Moreover, layer-2 innovations like the Lightning Network aim to solve usability and scalability problems, which could improve the value proposition of Bitcoin. Unlike Ethereum’s ERC-20 token standard, which facilitates the creation of tokens and smart contracts on its network, Bitcoin, by design, does not natively support complex smart contracts or token standards. 

Nonetheless, innovative solutions are being developed to extend Bitcoin’s capabilities in this area. For instance, developments like the RSK (Rootstock) platform are bridging this gap by introducing smart contract functionality to the Bitcoin ecosystem. 

Additionally, the BRC-20 token standard represents an innovative approach to introducing tokenization capabilities directly on the Bitcoin blockchain. As an experimental standard, BRC-20 aims to enable the creation, minting and transfer of fungible tokens, akin to how the ERC-20 standard functions on Ethereum and other Ethereum Virtual Machine-compatible networks.

What will happen if Bitcoin's price crashes to zero?

If BTC's price drops to zero, it will impact the traders, institutional investors, price of other digital currencies, cryptocurrency enterprises and the whole financial system.

Now, assuming that BTC's price declines to zero, it will impact the price of other cryptocurrencies. As a result, many investors could just withdraw (completely or substantially) to reduce losses, depending on their type of investment. 

Large institutional investors may be particularly at risk because more and more have made larger investments to diversify their portfolios.
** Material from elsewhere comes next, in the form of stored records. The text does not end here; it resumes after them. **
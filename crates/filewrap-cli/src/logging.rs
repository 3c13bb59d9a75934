//! Logging infrastructure using `tracing` and `tracing-subscriber`.
//!
//! The library crate emits `debug` events for loads, writes, and close
//! decisions and `warn` events for storage failures it absorbs. This module
//! installs the subscriber that renders them.
//!
//! # Log Levels
//!
//! - `error`: Command failures
//! - `warn`: Absorbed load or close failures (default)
//! - `info`: Command progress
//! - `debug`: Per-file reads and writes, close decisions
//! - `trace`: Everything else
//!
//! `RUST_LOG` overrides the level unless a level was given on the command
//! line.

use std::fs::OpenOptions;
use std::io;
use std::path::PathBuf;
use std::sync::Mutex;

use tracing::level_filters::LevelFilter;
use tracing_subscriber::{
    EnvFilter, Layer, Registry,
    fmt::{self, MakeWriter},
    layer::SubscriberExt,
    util::SubscriberInitExt,
};

/// Crates whose events follow the configured level.
const OWN_TARGETS: [&str; 2] = ["filewrap", "filewrap_cli"];

/// Configuration for logging behavior.
#[derive(Debug, Clone)]
pub struct LogConfig {
    /// Level for this workspace's crates.
    pub level_filter: LevelFilter,
    /// Whether `RUST_LOG` may replace the level filter.
    pub use_env_filter: bool,
    /// Whether to include timestamps in log output.
    pub with_timestamps: bool,
    /// Whether to include target (module path) in log output.
    pub with_target: bool,
    /// Whether to use ANSI colors in output.
    pub with_ansi: bool,
    pub format: LogFormat,
    /// When set, logs are appended to this file instead of stderr.
    pub log_file: Option<PathBuf>,
}

/// Log output format.
#[derive(Debug, Clone, Copy, Default, PartialEq, Eq)]
pub enum LogFormat {
    /// Human-readable pretty format with colors.
    #[default]
    Pretty,
    /// Compact single-line format.
    Compact,
    /// JSON format for machine parsing.
    Json,
}

impl Default for LogConfig {
    fn default() -> Self {
        Self {
            level_filter: LevelFilter::WARN,
            use_env_filter: true,
            with_timestamps: false,
            with_target: false,
            with_ansi: true,
            format: LogFormat::default(),
            log_file: None,
        }
    }
}

impl LogConfig {
    #[must_use]
    pub fn with_level(mut self, level_filter: LevelFilter) -> Self {
        self.level_filter = level_filter;
        self
    }

    /// Let `RUST_LOG` replace the configured level.
    #[must_use]
    pub fn with_env_filter(mut self, enable: bool) -> Self {
        self.use_env_filter = enable;
        self
    }

    #[must_use]
    pub fn with_timestamps(mut self, enable: bool) -> Self {
        self.with_timestamps = enable;
        self
    }

    #[must_use]
    pub fn with_target(mut self, enable: bool) -> Self {
        self.with_target = enable;
        self
    }

    #[must_use]
    pub fn with_ansi(mut self, enable: bool) -> Self {
        self.with_ansi = enable;
        self
    }

    #[must_use]
    pub fn with_format(mut self, format: LogFormat) -> Self {
        self.format = format;
        self
    }

    /// Set the log file path (writes to stderr when None).
    #[must_use]
    pub fn with_log_file(mut self, path: Option<PathBuf>) -> Self {
        self.log_file = path;
        self
    }
}

/// Initialize the global tracing subscriber with the given configuration.
///
/// Call once at startup.
///
/// # Errors
///
/// Returns an error if the log file cannot be opened.
///
/// # Panics
///
/// Panics if a global subscriber is already installed.
pub fn init_logging(config: &LogConfig) -> io::Result<()> {
    match &config.log_file {
        Some(path) => {
            let file = OpenOptions::new().create(true).append(true).open(path)?;
            init_logging_with_writer(config, Mutex::new(file));
        }
        None => init_logging_with_writer(config, io::stderr),
    }
    Ok(())
}

/// Initialize logging with a custom writer.
pub fn init_logging_with_writer<W>(config: &LogConfig, writer: W)
where
    W: for<'writer> MakeWriter<'writer> + Send + Sync + 'static,
{
    tracing_subscriber::registry()
        .with(format_layer(config, writer))
        .with(build_env_filter(config))
        .init();
}

fn format_layer<W>(config: &LogConfig, writer: W) -> Box<dyn Layer<Registry> + Send + Sync>
where
    W: for<'writer> MakeWriter<'writer> + Send + Sync + 'static,
{
    let layer = fmt::layer()
        .with_writer(writer)
        .with_target(config.with_target);

    match (config.format, config.with_timestamps) {
        // JSON always carries timestamps and never ANSI.
        (LogFormat::Json, _) => layer.json().boxed(),
        (LogFormat::Compact, true) => layer.compact().with_ansi(config.with_ansi).boxed(),
        (LogFormat::Compact, false) => layer
            .compact()
            .with_ansi(config.with_ansi)
            .without_time()
            .boxed(),
        (LogFormat::Pretty, true) => layer.with_ansi(config.with_ansi).boxed(),
        (LogFormat::Pretty, false) => layer.with_ansi(config.with_ansi).without_time().boxed(),
    }
}

fn build_env_filter(config: &LogConfig) -> EnvFilter {
    let fallback = || EnvFilter::new(default_directives(config.level_filter));
    if config.use_env_filter {
        EnvFilter::try_from_default_env().unwrap_or_else(|_| fallback())
    } else {
        fallback()
    }
}

/// Filter directives applying `level` to our crates; other crates stay at
/// `warn` or quieter.
fn default_directives(level: LevelFilter) -> String {
    let level = level.to_string().to_lowercase();
    let others = if level == "off" || level == "error" {
        level.as_str()
    } else {
        "warn"
    };
    let mut directives = others.to_string();
    for target in OWN_TARGETS {
        directives.push_str(&format!(",{target}={level}"));
    }
    directives
}
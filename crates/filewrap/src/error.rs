//! Error types for explicit load and save calls.
//!
//! The container API itself never returns these: index misuse is absorbed
//! and storage failures during construction or disposal are logged. Only
//! the explicit `reload`/`load_*`/`save*` calls and the `io` adapter
//! surface them.

use std::path::PathBuf;
use thiserror::Error;

/// Errors raised by the persistence adapter.
#[derive(Debug, Error)]
pub enum FileWrapError {
    /// File I/O error.
    #[error("failed to {operation} {path}: {source}")]
    Io {
        operation: &'static str,
        path: PathBuf,
        #[source]
        source: std::io::Error,
    },

    /// The container has no associated path.
    #[error("cannot {operation}: no path is associated with this container")]
    NoPath { operation: &'static str },

    /// A token in a numeric file did not parse as a number.
    #[error("invalid number '{token}' on line {line} of {path}")]
    InvalidNumber {
        path: PathBuf,
        line: usize,
        token: String,
    },

    /// A closing policy name was not recognized.
    #[error("unknown closing policy '{value}' (expected discard, flush, or append)")]
    UnknownPolicy { value: String },
}

impl FileWrapError {
    pub(crate) fn io(
        operation: &'static str,
        path: impl Into<PathBuf>,
        source: std::io::Error,
    ) -> Self {
        Self::Io {
            operation,
            path: path.into(),
            source,
        }
    }

    /// Whether the error came from a missing file rather than a real failure.
    pub fn is_not_found(&self) -> bool {
        matches!(
            self,
            Self::Io { source, .. } if source.kind() == std::io::ErrorKind::NotFound
        )
    }
}

/// Result type for filewrap operations.
pub type Result<T> = std::result::Result<T, FileWrapError>;
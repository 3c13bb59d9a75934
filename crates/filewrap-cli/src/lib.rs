//! CLI library components for filewrap.

pub mod cli;
pub mod commands;
pub mod logging;
pub mod summary;
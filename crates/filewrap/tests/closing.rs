use std::fs;

use filewrap::{CloseOutcome, ClosingPolicy, LineDocument, NumericTable, WriteMode};
use tempfile::tempdir;

#[test]
fn append_policy_adds_after_existing_content() {
    let dir = tempdir().expect("temp dir");
    let path = dir.path().join("out.txt");
    fs::write(&path, "x\n").expect("write file");

    let mut doc = LineDocument::with_policy(ClosingPolicy::Append);
    doc.set_path(&path);
    doc.append("y");
    let outcome = doc.close();

    assert_eq!(
        outcome,
        CloseOutcome::Written {
            path: path.clone(),
            mode: WriteMode::Append,
            lines: 1,
        }
    );
    let reread = LineDocument::open(&path, ClosingPolicy::Discard);
    assert_eq!(reread.lines(), ["x", "y"]);
}

#[test]
fn append_policy_starts_on_a_fresh_line() {
    let dir = tempdir().expect("temp dir");
    let path = dir.path().join("out.txt");
    fs::write(&path, "x").expect("write file");

    let mut doc = LineDocument::with_policy(ClosingPolicy::Append);
    doc.set_path(&path);
    doc.append("y");
    assert!(doc.close().is_written());

    let reread = LineDocument::open(&path, ClosingPolicy::Discard);
    assert_eq!(reread.lines(), ["x", "y"]);
}

#[test]
fn append_policy_keeps_numeric_rows_apart() {
    let dir = tempdir().expect("temp dir");
    let path = dir.path().join("data.txt");
    fs::write(&path, "1 2").expect("write file");

    let mut table = NumericTable::with_policy(ClosingPolicy::Append);
    table.set_path(&path);
    table.append_row(vec![3.0]);
    assert!(table.close().is_written());

    let reread = NumericTable::open(&path, ClosingPolicy::Discard);
    assert_eq!(reread.rows(), [vec![1.0, 2.0], vec![3.0]]);
}

#[test]
fn flush_policy_overwrites() {
    let dir = tempdir().expect("temp dir");
    let path = dir.path().join("out.txt");
    fs::write(&path, "old\nlines\n").expect("write file");

    let mut doc = LineDocument::open(&path, ClosingPolicy::Flush);
    doc.remove_at(0);
    assert!(doc.close().is_written());

    assert_eq!(fs::read_to_string(&path).expect("read back"), "lines\n");
}

#[test]
fn discard_policy_leaves_file_alone() {
    let dir = tempdir().expect("temp dir");
    let path = dir.path().join("out.txt");
    fs::write(&path, "keep\n").expect("write file");

    let mut doc = LineDocument::open(&path, ClosingPolicy::Discard);
    doc.clear();

    assert_eq!(doc.close(), CloseOutcome::Discarded);
    assert_eq!(fs::read_to_string(&path).expect("read back"), "keep\n");
}

#[test]
fn drop_without_close_runs_policy() {
    let dir = tempdir().expect("temp dir");
    let path = dir.path().join("out.txt");

    {
        let mut table = NumericTable::with_policy(ClosingPolicy::Flush);
        table.set_path(&path);
        table.append_row(vec![1.0, 2.0]);
    }

    assert_eq!(fs::read_to_string(&path).expect("read back"), "1 2\n");
}

#[test]
fn close_writes_only_once() {
    let dir = tempdir().expect("temp dir");
    let path = dir.path().join("out.txt");

    let mut doc = LineDocument::with_policy(ClosingPolicy::Append);
    doc.set_path(&path);
    doc.append("once");
    doc.close();

    assert_eq!(fs::read_to_string(&path).expect("read back"), "once\n");
}

#[test]
fn policy_without_path_reports_no_path() {
    let mut table = NumericTable::with_policy(ClosingPolicy::Append);
    table.append_row(vec![1.0]);

    assert_eq!(
        table.close(),
        CloseOutcome::NoPath {
            mode: WriteMode::Append
        }
    );
}

#[test]
fn unwritable_path_reports_failure() {
    let dir = tempdir().expect("temp dir");
    let path = dir.path().join("missing").join("out.txt");

    let mut doc = LineDocument::with_policy(ClosingPolicy::Flush);
    doc.set_path(&path);
    doc.append("lost");

    assert!(doc.close().is_failed());
    assert!(!path.exists());
}

#[test]
fn empty_path_unbinds() {
    let mut doc = LineDocument::with_policy(ClosingPolicy::Flush);
    doc.set_path("");
    assert_eq!(doc.path(), None);
    assert!(matches!(doc.close(), CloseOutcome::NoPath { .. }));
}

#[test]
fn clone_carries_path_and_policy() {
    let dir = tempdir().expect("temp dir");
    let first = dir.path().join("first.txt");
    let second = dir.path().join("second.txt");

    let mut doc = LineDocument::with_policy(ClosingPolicy::Flush);
    doc.set_path(&first);
    doc.append("shared");

    let mut copy = doc.clone();
    assert_eq!(copy.path(), Some(first.as_path()));
    assert_eq!(copy.policy(), ClosingPolicy::Flush);
    copy.set_path(&second);

    assert!(doc.close().is_written());
    assert!(copy.close().is_written());
    assert_eq!(fs::read_to_string(&first).expect("read first"), "shared\n");
    assert_eq!(fs::read_to_string(&second).expect("read second"), "shared\n");
}
//! Reading files into lines and rows.

use std::fs::{self, File};
use std::io::{BufRead, BufReader};
use std::path::Path;

use crate::error::{FileWrapError, Result};
use crate::table::Row;

use super::numeric::parse_rows;

/// Read a file into lines, without line terminators.
pub fn read_lines(path: &Path) -> Result<Vec<String>> {
    let file = File::open(path).map_err(|e| FileWrapError::io("open", path, e))?;

    let lines = BufReader::new(file)
        .lines()
        .collect::<std::io::Result<Vec<String>>>()
        .map_err(|e| FileWrapError::io("read", path, e))?;

    tracing::debug!(path = %path.display(), lines = lines.len(), "read lines");
    Ok(lines)
}

/// Read a file of whitespace-separated numbers into rows.
pub fn read_rows(path: &Path) -> Result<Vec<Row>> {
    let text = fs::read_to_string(path).map_err(|e| FileWrapError::io("read", path, e))?;

    let rows = parse_rows(&text).map_err(|bad| FileWrapError::InvalidNumber {
        path: path.to_path_buf(),
        line: bad.line,
        token: bad.token,
    })?;

    tracing::debug!(path = %path.display(), rows = rows.len(), "read rows");
    Ok(rows)
}
use futures::future::BoxFuture;
use futures::FutureExt;
use parking_lot::Mutex;
use serde::Serialize;
use std::fmt::Display;
use std::future::Future;
use std::panic::AssertUnwindSafe;
use std::sync::atomic::{AtomicU64, Ordering};
use std::sync::Arc;
use std::time::Duration;
use tokio::sync::mpsc::{self, error::TrySendError};
use tokio::task::JoinHandle;
use tokio_util::sync::CancellationToken;
use tracing::{debug, info, warn};

use crate::{TaskError, TaskPoolConfig, TaskResult};

/// How [`TaskPool::shutdown`] treats outstanding work
#[derive(Debug, Clone, Copy, PartialEq, Eq)]
pub enum ShutdownMode {
    /// Stop accepting tasks, then run everything already queued
    Drain,
    /// Cancel running tasks and discard queued ones
    Cancel,
}

/// Point-in-time pool counters
#[derive(Debug, Clone, Copy, Default, PartialEq, Eq, Serialize)]
pub struct TaskStats {
    pub submitted: u64,
    pub completed: u64,
    pub failed: u64,
    pub dropped: u64,
    pub in_flight: u64,
}

#[derive(Default)]
struct Counters {
    submitted: AtomicU64,
    completed: AtomicU64,
    failed: AtomicU64,
    dropped: AtomicU64,
    in_flight: AtomicU64,
}

struct Task {
    name: String,
    fut: BoxFuture<'static, Result<(), String>>,
}

type SharedReceiver = Arc<tokio::sync::Mutex<mpsc::Receiver<Task>>>;

/// Bounded pool for fire-and-forget side effects.
///
/// Submissions never block: when the queue is full the task is dropped,
/// counted and logged. Every task runs under the pool's timeout and
/// cancellation token, so nothing outlives [`TaskPool::shutdown`].
pub struct TaskPool {
    sender: Mutex<Option<mpsc::Sender<Task>>>,
    receiver: SharedReceiver,
    workers: Mutex<Vec<JoinHandle<()>>>,
    counters: Arc<Counters>,
    cancel: CancellationToken,
    config: TaskPoolConfig,
}

impl TaskPool {
    /// Start the workers. Must be called from within a Tokio runtime.
    pub fn new(config: TaskPoolConfig) -> Self {
        let config = TaskPoolConfig {
            workers: config.workers.max(1),
            queue_capacity: config.queue_capacity.max(1),
            task_timeout: config.task_timeout,
        };

        let (sender, receiver) = mpsc::channel(config.queue_capacity);
        let receiver: SharedReceiver = Arc::new(tokio::sync::Mutex::new(receiver));
        let counters = Arc::new(Counters::default());
        let cancel = CancellationToken::new();

        let workers = (0..config.workers)
            .map(|worker| {
                tokio::spawn(worker_loop(
                    worker,
                    receiver.clone(),
                    counters.clone(),
                    cancel.clone(),
                    config.task_timeout,
                ))
            })
            .collect();

        info!(
            workers = config.workers,
            queue_capacity = config.queue_capacity,
            "Task pool started"
        );

        Self {
            sender: Mutex::new(Some(sender)),
            receiver,
            workers: Mutex::new(workers),
            counters,
            cancel,
            config,
        }
    }

    pub fn config(&self) -> &TaskPoolConfig {
        &self.config
    }

    /// Queue a task without waiting for room
    pub fn submit<F, E>(&self, name: impl Into<String>, fut: F) -> TaskResult<()>
    where
        F: Future<Output = Result<(), E>> + Send + 'static,
        E: Display + Send + 'static,
    {
        let name = name.into();
        let sender = match self.sender.lock().as_ref() {
            Some(sender) => sender.clone(),
            None => return Err(TaskError::ShutDown),
        };

        let task = Task {
            name: name.clone(),
            fut: Box::pin(async move { fut.await.map_err(|e| e.to_string()) }),
        };

        self.counters.submitted.fetch_add(1, Ordering::SeqCst);
        match sender.try_send(task) {
            Ok(()) => {
                debug!(task = %name, "Task queued");
                Ok(())
            }
            Err(TrySendError::Full(_)) => {
                self.counters.submitted.fetch_sub(1, Ordering::SeqCst);
                self.counters.dropped.fetch_add(1, Ordering::SeqCst);
                warn!(task = %name, capacity = self.config.queue_capacity, "Task queue full, dropping task");
                Err(TaskError::QueueFull)
            }
            Err(TrySendError::Closed(_)) => {
                self.counters.submitted.fetch_sub(1, Ordering::SeqCst);
                Err(TaskError::ShutDown)
            }
        }
    }

    pub fn stats(&self) -> TaskStats {
        TaskStats {
            submitted: self.counters.submitted.load(Ordering::SeqCst),
            completed: self.counters.completed.load(Ordering::SeqCst),
            failed: self.counters.failed.load(Ordering::SeqCst),
            dropped: self.counters.dropped.load(Ordering::SeqCst),
            in_flight: self.counters.in_flight.load(Ordering::SeqCst),
        }
    }

    pub fn is_shut_down(&self) -> bool {
        self.sender.lock().is_none()
    }

    /// Stop the pool and wait for the workers to exit. Calling it again is a no-op.
    pub async fn shutdown(&self, mode: ShutdownMode) {
        let sender = self.sender.lock().take();
        let workers: Vec<JoinHandle<()>> = std::mem::take(&mut *self.workers.lock());
        if sender.is_none() && workers.is_empty() {
            return;
        }
        drop(sender);

        info!(mode = ?mode, "Task pool shutting down");
        if mode == ShutdownMode::Cancel {
            self.cancel.cancel();
        }

        for worker in workers {
            if let Err(err) = worker.await {
                warn!(error = %err, "Task worker ended abnormally");
            }
        }

        // Anything still queued was never run
        let mut receiver = self.receiver.lock().await;
        while let Ok(task) = receiver.try_recv() {
            self.counters.dropped.fetch_add(1, Ordering::SeqCst);
            debug!(task = %task.name, "Discarding queued task");
        }

        let stats = self.stats();
        info!(
            completed = stats.completed,
            failed = stats.failed,
            dropped = stats.dropped,
            "Task pool stopped"
        );
    }
}

impl Drop for TaskPool {
    fn drop(&mut self) {
        self.cancel.cancel();
    }
}

enum Outcome {
    Completed,
    Failed(TaskError),
    Cancelled,
}

async fn worker_loop(
    worker: usize,
    receiver: SharedReceiver,
    counters: Arc<Counters>,
    cancel: CancellationToken,
    task_timeout: Duration,
) {
    loop {
        let next = {
            let mut receiver = receiver.lock().await;
            tokio::select! {
                biased;
                _ = cancel.cancelled() => None,
                task = receiver.recv() => task,
            }
        };
        let Some(task) = next else { break };

        counters.in_flight.fetch_add(1, Ordering::SeqCst);
        let run = AssertUnwindSafe(tokio::time::timeout(task_timeout, task.fut)).catch_unwind();
        let outcome = tokio::select! {
            biased;
            _ = cancel.cancelled() => Outcome::Cancelled,
            result = run => match result {
                Ok(Ok(Ok(()))) => Outcome::Completed,
                Ok(Ok(Err(message))) => Outcome::Failed(TaskError::Failed(message)),
                Ok(Err(_elapsed)) => Outcome::Failed(TaskError::TimedOut),
                Err(_panic) => Outcome::Failed(TaskError::failed("task panicked")),
            },
        };
        counters.in_flight.fetch_sub(1, Ordering::SeqCst);

        match outcome {
            Outcome::Completed => {
                counters.completed.fetch_add(1, Ordering::SeqCst);
                debug!(worker, task = %task.name, "Task completed");
            }
            Outcome::Failed(err) => {
                counters.failed.fetch_add(1, Ordering::SeqCst);
                warn!(worker, task = %task.name, error = %err, "Background task failed");
            }
            Outcome::Cancelled => {
                counters.dropped.fetch_add(1, Ordering::SeqCst);
                debug!(worker, task = %task.name, "Task cancelled");
            }
        }
    }
    debug!(worker, "Task worker stopped");
}
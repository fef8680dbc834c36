//! # pix-upload: deduplicating image uploads
//!
//! Turns an uploaded byte stream into a content-addressed image: the stream
//! is read once into a scratch file while it is hashed, the hash decides
//! whether the content is new, and only new content is sniffed, stored on a
//! [`pix_storage`] provider and recorded in the [`ImageRepository`].
//!
//! ## Guarantees
//!
//! - Identical bytes are stored once; later uploads resolve to the same identifier
//! - Soft-deleted images are restored rather than re-created
//! - Blob first, metadata second; a failed metadata write deletes the blob again
//! - Cache warming and derived assets run on a [`pix_tasks::TaskPool`] and never fail an upload
//!
//! ## Quick Start
//!
//! ```rust,no_run
//! use pix_storage::prelude::*;
//! use pix_tasks::{TaskPool, TaskPoolConfig};
//! use pix_upload::{MemoryImageRepository, UploadConfig, UploadPipeline, UploadRequest};
//! use std::sync::Arc;
//!
//! # #[tokio::main]
//! # async fn main() -> Result<(), Box<dyn std::error::Error>> {
//! let registry = Arc::new(StorageRegistry::new(
//!     Arc::new(DefaultProviderFactory),
//!     Arc::new(MemoryConfigSource::new(vec![
//!         StorageConfig::local(1, "disk", "/srv/images").as_default(),
//!     ])),
//!     RegistryConfig::default(),
//! ));
//! registry.load_from_source().await?;
//!
//! let pipeline = UploadPipeline::new(
//!     registry,
//!     Arc::new(MemoryImageRepository::new()),
//!     Arc::new(TaskPool::new(TaskPoolConfig::default())),
//!     UploadConfig::from_env(),
//! );
//!
//! let ctx = StorageCtx::new().with_actor("user-123");
//! let jpeg: Vec<u8> = std::fs::read("cat.jpg")?;
//! let outcome = pipeline.upload(&ctx, UploadRequest::from_bytes("cat.jpg", jpeg)).await?;
//! println!("{} duplicate={}", outcome.record.identifier, outcome.is_duplicate);
//! # Ok(())
//! # }
//! ```

mod config;
mod error;
mod hooks;
mod keys;
mod pipeline;
mod record;
mod repository;
pub mod scratch;
pub mod sniff;
mod types;

pub use config::{UploadConfig, DEFAULT_ALLOWED_MIME_TYPES, MAX_IDENTIFIER_LEN, MIN_IDENTIFIER_LEN};
pub use error::{RepositoryError, UploadError, UploadResult};
pub use hooks::{DerivedAssets, HookError, ImageCache, NoDerivedAssets, NoopCache};
pub use keys::{derive_identifier, BlobKeyStrategy, ContentKeyStrategy};
pub use pipeline::UploadPipeline;
pub use record::ImageRecord;
pub use repository::{ImageRepository, MemoryImageRepository};
pub use types::{BatchReport, FileUploadReport, OpenedImage, UploadOutcome, UploadRequest};
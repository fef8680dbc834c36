//! # pix-storage: pluggable blob storage for image uploads
//!
//! `pix-storage` stores opaque blobs under relative, `/`-separated
//! identifiers on one of several backends, and keeps a live registry of the
//! configured backends that can be reloaded without a restart.
//!
//! ## Key Features
//!
//! - **One contract, several backends**: local disk, S3-compatible object stores, WebDAV
//! - **Safe identifiers**: every path is normalized and validated before any I/O
//! - **No partial blobs**: a failed write is never visible to readers
//! - **Hot reload**: swap a backend's config while uploads against it are in flight
//! - **Cancellation**: every call takes a [`StorageCtx`] carrying a token and a deadline
//!
//! ## Quick Start
//!
//! ```rust,no_run
//! use pix_storage::prelude::*;
//! use std::sync::Arc;
//!
//! # #[tokio::main]
//! # async fn main() -> StorageResult<()> {
//! let source = Arc::new(MemoryConfigSource::new(vec![
//!     StorageConfig::local(1, "disk", "/srv/images").as_default(),
//! ]));
//! let registry = StorageRegistry::new(
//!     Arc::new(DefaultProviderFactory),
//!     source,
//!     RegistryConfig::from_env(),
//! );
//! registry.load_from_source().await?;
//!
//! let ctx = StorageCtx::new().with_actor("user-123");
//! let provider = registry.get_by_name("")?;
//! provider.save(&ctx, "ab/cd/abcdef123456.png", bytes_stream(&b"..."[..])).await?;
//! # Ok(())
//! # }
//! ```
//!
//! ## Architecture
//!
//! ```text
//! ┌──────────────────┐
//! │  StorageRegistry │  ← id/name → provider, default, hot reload
//! ├──────────────────┤
//! │ ProviderFactory  │  ← config → provider
//! ├──────────────────┤
//! │ StorageProvider  │  ← save / get / delete / exists / health
//! └──────────────────┘
//! ```

mod config;
mod context;
mod error;
mod factory;
mod local_store;
mod path;
pub mod provider;
mod registry;
mod s3_store;
mod source;
mod types;
mod webdav_store;

// Re-export main types for clean API
pub use config::{ProviderKind, RegistryConfig, StorageBackend, StorageConfig, StorageConfigId};
pub use context::StorageCtx;
pub use error::{StorageError, StorageResult};
pub use factory::{DefaultProviderFactory, ProviderFactory};
pub use local_store::LocalProvider;
pub use path::{parent_segments, validate_identifier, MAX_IDENTIFIER_LEN};
pub use provider::StorageProvider;
pub use registry::{ProviderHealth, ProviderInfo, ProviderRef, StorageRegistry};
pub use s3_store::{ObjectStoreProvider, S3Config};
pub use source::{ConfigSource, MemoryConfigSource};
pub use types::{bytes_stream, collect_stream, read_to_bytes, BlobReader, ByteStream, SeekableRead};
pub use webdav_store::{WebDavConfig, WebDavProvider};

/// Prelude for convenient imports
pub mod prelude {
    pub use crate::{
        bytes_stream, read_to_bytes, ConfigSource, DefaultProviderFactory, MemoryConfigSource,
        ProviderRef, RegistryConfig, StorageConfig, StorageConfigId, StorageCtx, StorageError,
        StorageProvider, StorageRegistry, StorageResult,
    };
}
The most exposed would be those who invested more recently at high prices or in crypto derivatives, and they would need to liquidate other assets to fulfill margin calls.

Customers may lose faith in a system that appears to be crumbling, affecting cryptocurrency enterprises like Coinbase, Binance, etc., that depend on customers for transaction flow to generate revenue and funding/investments to grow. Investments in these companies may also stop altogether or significantly decline. Additionally, such enterprises may no longer be able to hire, pay or attract the personnel necessary to run and expand them.

Furthermore, the contagion may, at least temporarily, have an impact on the rest of the financial system due to: 

  • Downward pressure on other assets such as those sold in a fire sale to raise money to meet obligations, such as paying remuneration, margin calls, maintaining premises, etc., and
  • The accumulation of bad debt or non-performing loans due to payment defaults amid the loss of revenue and capital.